Dans un second temps, cela permet au manager de partir en vacances 15 jours sans avoir besoin de rester collé à son téléphone. C’est la fameuse méthode MBA ou Management By Absence prônée par le fondateur de Patagonia, Yvon Chouinard. 

L’entreprise, moteur de l’équilibre vie pro-vie perso

Au regard de tous ces éléments, faut-il encore distinguer vie pro et vie perso ? Oui, il le faut. Mais il est important de les faire cohabiter de manière plus intelligente, plus fluide. Et c’est à l'entreprise d’assurer ce rôle. 

Lors d’une récente étude, “64% des salariés interrogés déclarent que leur employeur «ne fait pas beaucoup de choses» pour les aider à partager leur temps entre la maison et le bureau.”
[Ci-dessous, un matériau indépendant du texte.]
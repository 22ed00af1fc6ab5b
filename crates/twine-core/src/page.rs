//! Cursor pagination over thread messages.
//!
//! The provider exposes no stable cursors, so paging is resolved entirely
//! against the local cache. A cursor is the position of the oldest message
//! the caller has already received: its timestamp, with its id breaking ties
//! between messages created in the same millisecond. The next page holds
//! messages strictly before that position in `(timestamp, id)` order.
//!
//! `has_more` is reported whenever a page comes back full. When the remaining
//! tail is exactly one page long this claims more than there is, and the
//! caller's next request returns an empty page.

use std::{fmt, str::FromStr};

use serde::{Deserialize, Serialize};

use crate::{Error, Result, message::Message};

/// Page size used when the caller does not ask for one.
pub const DEFAULT_PAGE_LIMIT: usize = 50;

/// Exclusive page boundary, rendered as `<epoch-ms>:<message id>`.
#[derive(Debug, Clone, PartialEq, Eq, PartialOrd, Ord, Serialize, Deserialize)]
#[serde(into = "String", try_from = "String")]
pub struct Cursor {
  pub timestamp: i64,
  pub id:        String,
}

impl Cursor {
  /// The position of `message`.
  pub fn at(message: &Message) -> Self {
    Self { timestamp: message.timestamp.timestamp_millis(), id: message.id.clone() }
  }
}

impl fmt::Display for Cursor {
  fn fmt(&self, f: &mut fmt::Formatter<'_>) -> fmt::Result {
    write!(f, "{}:{}", self.timestamp, self.id)
  }
}

impl FromStr for Cursor {
  type Err = Error;

  fn from_str(s: &str) -> Result<Self> {
    let invalid = || Error::InvalidCursor(s.to_owned());
    let (timestamp, id) = s.trim().split_once(':').ok_or_else(invalid)?;
    if id.is_empty() {
      return Err(invalid());
    }
    let timestamp = timestamp.parse().map_err(|_| invalid())?;
    Ok(Self { timestamp, id: id.to_owned() })
  }
}

impl From<Cursor> for String {
  fn from(cursor: Cursor) -> Self { cursor.to_string() }
}

impl TryFrom<String> for Cursor {
  type Error = Error;

  fn try_from(s: String) -> Result<Self> { s.parse() }
}

/// A page request as received from the host.
#[derive(Debug, Clone, PartialEq, Eq)]
pub struct PageRequest {
  pub cursor: Option<Cursor>,
  pub limit:  usize,
}

impl PageRequest {
  pub fn new(cursor: Option<Cursor>, limit: Option<usize>) -> Result<Self> {
    let limit = limit.unwrap_or(DEFAULT_PAGE_LIMIT);
    if limit == 0 {
      return Err(Error::ZeroLimit);
    }
    Ok(Self { cursor, limit })
  }

  /// The exclusive upper bound to hand to the store.
  pub fn before(&self) -> Option<&Cursor> { self.cursor.as_ref() }
}

impl Default for PageRequest {
  fn default() -> Self { Self { cursor: None, limit: DEFAULT_PAGE_LIMIT } }
}

/// One page of results.
#[derive(Debug, Clone, Serialize, Deserialize)]
pub struct Paginated<T> {
  pub items:    Vec<T>,
  pub has_more: bool,
  /// Pass back to fetch the next (older) page.
  pub cursor:   Option<Cursor>,
}

impl<T> Paginated<T> {
  /// Everything in one page; nothing more to fetch.
  pub fn complete(items: Vec<T>) -> Self { Self { items, has_more: false, cursor: None } }
}

impl Paginated<Message> {
  /// Wrap a page of messages (oldest first) fetched with `request`.
  pub fn of_messages(items: Vec<Message>, request: &PageRequest) -> Self {
    let has_more = items.len() >= request.limit;
    let cursor = items.first().map(Cursor::at);
    Self { items, has_more, cursor }
  }
}

#[cfg(test)]
mod tests {
  use chrono::{TimeZone, Utc};

  use super::*;

  fn message(id: &str, millis: i64) -> Message {
    Message {
      id:        id.into(),
      thread_id: "+2".into(),
      sender_id: "x".into(),
      text:      String::new(),
      timestamp: Utc.timestamp_millis_opt(millis).unwrap(),
      is_sender: false,
      is_read:   false,
    }
  }

  #[test]
  fn cursor_parses_and_displays() {
    let cursor: Cursor = "1700000000000:SM42".parse().unwrap();
    assert_eq!(cursor, Cursor { timestamp: 1_700_000_000_000, id: "SM42".into() });
    assert_eq!(cursor.to_string(), "1700000000000:SM42");
  }

  #[test]
  fn garbage_cursor_is_rejected() {
    for bad in ["yesterday", "1700000000000", "1700000000000:", "soon:SM1"] {
      assert!(matches!(bad.parse::<Cursor>(), Err(Error::InvalidCursor(_))), "{bad}");
    }
  }

  #[test]
  fn zero_limit_is_rejected() {
    assert!(matches!(PageRequest::new(None, Some(0)), Err(Error::ZeroLimit)));
  }

  #[test]
  fn default_limit_applies() {
    assert_eq!(PageRequest::new(None, None).unwrap().limit, DEFAULT_PAGE_LIMIT);
  }

  #[test]
  fn full_page_reports_more_and_oldest_cursor() {
    let req = PageRequest::new(None, Some(2)).unwrap();
    let page = Paginated::of_messages(vec![message("a", 10), message("b", 20)], &req);
    assert!(page.has_more);
    assert_eq!(page.cursor, Some(Cursor { timestamp: 10, id: "a".into() }));
  }

  #[test]
  fn short_page_reports_no_more() {
    let req = PageRequest::new(None, Some(2)).unwrap();
    let page = Paginated::of_messages(vec![message("a", 10)], &req);
    assert!(!page.has_more);

    let empty = Paginated::of_messages(Vec::new(), &req);
    assert!(!empty.has_more);
    assert_eq!(empty.cursor, None);
  }

  #[test]
  fn cursor_serialises_as_token() {
    let cursor = Cursor { timestamp: 10, id: "a".into() };
    assert_eq!(serde_json::to_value(&cursor).unwrap(), "10:a");
    let back: Cursor = serde_json::from_value("10:a".into()).unwrap();
    assert_eq!(back, cursor);
  }
}
//! Row decoding between SQLite and [`MessageRecord`].
//!
//! Booleans are stored as SQLite integers (0/1) and timestamps as epoch
//! milliseconds, so every column maps directly onto a Rust primitive.

use twine_core::message::MessageRecord;

/// Read a full record from a row selected with
/// [`RECORD_COLUMNS`](crate::schema::RECORD_COLUMNS).
pub fn record_from_row(row: &rusqlite::Row<'_>) -> rusqlite::Result<MessageRecord> {
  Ok(MessageRecord {
    id:                row.get(0)?,
    body:              row.get(1)?,
    other_participant: row.get(2)?,
    is_sender:         row.get(3)?,
    is_read:           row.get(4)?,
    timestamp:         row.get(5)?,
  })
}

/// SQLite has no unsigned 64-bit integers; clamp page sizes into range.
pub fn encode_limit(limit: usize) -> i64 { i64::try_from(limit).unwrap_or(i64::MAX) }
//! Error type for `twine-store-sqlite`.

use thiserror::Error;

#[derive(Debug, Error)]
pub enum Error {
  #[error("database error: {0}")]
  Database(#[from] tokio_rusqlite::Error),

  #[error("cannot create cache directory {path}: {source}")]
  CreateDir {
    path:   std::path::PathBuf,
    #[source]
    source: std::io::Error,
  },

  /// The file was written by a newer build with a schema this one does not
  /// know how to read.
  #[error("cache schema version {found} is newer than supported version {supported}")]
  UnsupportedSchema { found: i64, supported: i64 },
}

pub type Result<T, E = Error> = std::result::Result<T, E>;
//! Handlers for `/sync` endpoints.
//!
//! | Method | Path | Notes |
//! |--------|------|-------|
//! | `GET`  | `/sync/status` | 404 if no engine is attached |
//! | `POST` | `/sync/resume` | `{"resumed": bool}` |

use std::sync::Arc;

use axum::{Json, extract::State};
use serde_json::{Value, json};
use twine_core::{source::RemoteSource, store::MessageStore};
use twine_sync::SyncStatus;

use crate::{error::ApiError, facade::Facade};

/// `GET /sync/status`
pub async fn status<S, R>(
  State(facade): State<Arc<Facade<S, R>>>,
) -> Result<Json<SyncStatus>, ApiError>
where
  S: MessageStore,
  R: RemoteSource,
{
  facade
    .sync_status()
    .map(Json)
    .ok_or_else(|| ApiError::NotFound("sync is not running".to_owned()))
}

/// `POST /sync/resume`: the host came back to the foreground.
pub async fn resume<S, R>(State(facade): State<Arc<Facade<S, R>>>) -> Json<Value>
where
  S: MessageStore,
  R: RemoteSource,
{
  Json(json!({ "resumed": facade.resume() }))
}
Que neni ! Il ne tient qu’à l’entreprise de faire en sorte que les managers respectent les temps de repos si précieux au bien-être des salariés, soient à leur écoute pour pallier les frustrations, instaurent un climat de confiance, etc. 

Quand elle s’intègre dans la culture de l’entreprise et qu’elle est appliquée en fonction des besoins des équipes, la méthode a toutes ses chances. 

Le premier effet Kiss Cool ? Des salariés engagés et épanouis dans leur travail. Le deuxième effet Kiss Cool ? Des salariés plus productifs, plus efficaces, moins malades et par ricochet des managers plus sereins et des entreprises plus performantes. 

In fine, tout le monde dort sur ses deux oreilles.

Solène Cornec

Créatrice de contenu @Swile

Solène, créatrice de contenu chez Swile, travaille depuis plusieurs années sur toutes les problématiques de la vie au travail et du futur […]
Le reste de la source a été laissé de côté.